Using two examples where customers complained of engine troubles, Josh Jones explains why the recent changes to MOT testing should be welcomed by garages.
With the new MOT test procedures now in place, I have seen a rise in requests for help concerning fuel system faults following MOT failure. It seems that some underlying emissions control and exhaust gas treatment faults, which would have previously gone undetected, are now being highlighted during more stringent emissions testing. For us as technicians, I think the changes are welcome news, as it will force people to make sure their vehicle’s powertrain is operating somewhere near correctly.
Having been a roadside technician for some years, during the period when diesel engines seemed to become more popular, the amount of cars I attended with serious running issues left me dumbstruck. Broken swirl flap mechanisms, loose injectors with balls of solid soot hanging off them, blanked off EGR valves, missing DPFs; you name it, I’ve seen it. Did many of these faults result in MOT failure or even rectification at point of service? Absolutely not.
There is a massive opportunity here for independent repairers to keep their customers’ cars running correctly for their entire lifespan, and at the moment, this is being missed out on.
I think more stringent emissions testing is the first step towards highlighting some of the issues I have mentioned, hopefully before they result in catastrophic engine failure and a massive bill for the vehicle owner. In almost all cases where I have highlighted and explained faults to customers during breakdown attendance, the owners were invariably upset that the issue had not been pointed out during the vehicle’s last MOT or service. People are generally more than prepared to spend money on their car’s wellbeing when a comprehensive explanation for the cost is given by an informed person, hence the importance of up- to-date knowledge and training.
In the past month, I have experienced a couple of situations where a diesel engine fault has ended up being repaired as a result of a more thorough examination of the fuel system as a whole.
A 2010 Vauxhall Astra 1.9 CDTi with rough running issues was recently bought into a local independent garage for a routine service. During the service, various new parts were fitted, including some new suspension components, two tyres – the usual stuff really. It had also been returned to its owner with a small list of recommended replacements that, on this occasion, the customer had declined due to cost. I found it interesting to hear that the customer had highlighted that they did not feel the engine was running quite right.
The customer was right in this case, because this thing was basically running on three cylinders. As I have seen many times before, the swirl flap mechanism that is used to control the dynamics of the charge intake was completely broken up, rendering it useless. No wonder the car didn’t run right, with half its inlet ports blocked off and a soot build up that had occurred as a result of the flaps being misaligned!
The critical point I would like to make is that it is all very well recommending replacement of components that have shown evidence of wear (that is after all what we are supposed to do during a service), but it is paramount that first and foremost we address the primary concern raised by the customer, which in this case was that his car was running like a bag of spanners! It is very hard to imagine that this engine would have been okay at the time of service, so the fault had simply been missed or deemed too awkward to deal with. The annoying thing is that when I explained the issue to the customer, they were more than happy to have it dealt with, even in light of significant expense.
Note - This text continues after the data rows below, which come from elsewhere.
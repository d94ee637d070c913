//! Check command implementation.
//!
//! Responsibilities:
//! - Load the user keybinding file and report every entry that would be skipped.
//!
//! Does NOT handle:
//! - Modifying the file.
//!
//! Invariants:
//! - A missing default file is not a problem: built-in bindings apply.
//! - Any skipped entry exits with `ConfigError`.

use anyhow::{Context, Result};
use gitview_config::ConfigLoader;
use gitview_keys::{KeyBindingManager, OverrideReport, apply_overrides};
use serde::Serialize;

use crate::error::ExitCode;
use crate::output::{OutputFormat, print_json};

#[derive(Debug, Serialize)]
struct CheckOutput {
    path: String,
    found: bool,
    entries: usize,
    #[serde(flatten)]
    report: OverrideReport,
}

pub fn run(loader: ConfigLoader, format: OutputFormat) -> Result<ExitCode> {
    let path = loader
        .resolve_path()
        .context("Failed to locate keybinding configuration")?;
    let file = loader
        .load()
        .context("Failed to load keybinding configuration")?;

    let output = match file {
        None => CheckOutput {
            path: path.display().to_string(),
            found: false,
            entries: 0,
            report: OverrideReport::default(),
        },
        Some(file) => {
            let mut scratch = KeyBindingManager::with_defaults();
            CheckOutput {
                path: path.display().to_string(),
                found: true,
                entries: file.bindings.len(),
                report: apply_overrides(&mut scratch, &file),
            }
        }
    };

    match format {
        OutputFormat::Json => print_json(&output)?,
        OutputFormat::Text => print_text(&output),
    }

    Ok(if output.report.is_clean() {
        ExitCode::Success
    } else {
        ExitCode::ConfigError
    })
}

fn print_text(output: &CheckOutput) {
    if !output.found {
        println!(
            "No keybinding file at {}; using built-in bindings.",
            output.path
        );
        return;
    }

    println!(
        "{}: {} entries, {} applied",
        output.path, output.entries, output.report.applied
    );
    for skipped in &output.report.skipped {
        println!("  entry {}: {}", skipped.index, skipped.reason);
    }
}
A 2012 Mercedes Vito 2.1 116 CDI was another vehicle experiencing suction control valve related faults, causing restricted performance mode to be activated sporadically. I have dealt with quite a few of this fault-type lately, so came to it fairly confident that I could evaluate the fuel system performance easily, but I hadn’t counted on some of the accessibility issues I was about to experience. The van would drive normally until put under load, which caused the EML to come on, and limit performance. It would log DTC P0252 ‘injection pump fuel metering control’. An interesting DTC; being a common rail setup, this engine is not fitted with an ‘injection pump’. It was still indicative that the fuel system was having issues regulating pressure on demand, so I wanted to take traces from the fuel rail pressure sensor and the SCV to get an idea of how the HDP pump was performing.
Unfortunately, this is easier said than done in this application. The HDP pump is completely buried at the back of the engine bay. Fortunately, I was able to obtain the ECU pin designations for the SCV control circuit from Autodata, and easily take the required traces. Had I not been able to obtain this information, it would have been extremely difficult to confirm my suspicions of an underperforming HDP pump. As in previous cases I have written about, I find the use of a current clamp invaluable as it allows evaluation of a circuit at any location. Analysing this circuit using a voltage trace alone would have almost certainly resulted in partially dismantling the engine to get the readings I wanted. In the end, the engine had to be stripped down anyway to carry out the repair; however, if the test result had been different, unobtrusive diagnosis would have more than halved the time of the job and avoided an extensive and unnecessary repair.
Although it seems hybridisation and electrification of vehicle powerplants is imminent, in my opinion, we are looking at a further 15 to 20 years of these types of problems before we have to deal with the new set of issues that future technologies will bring.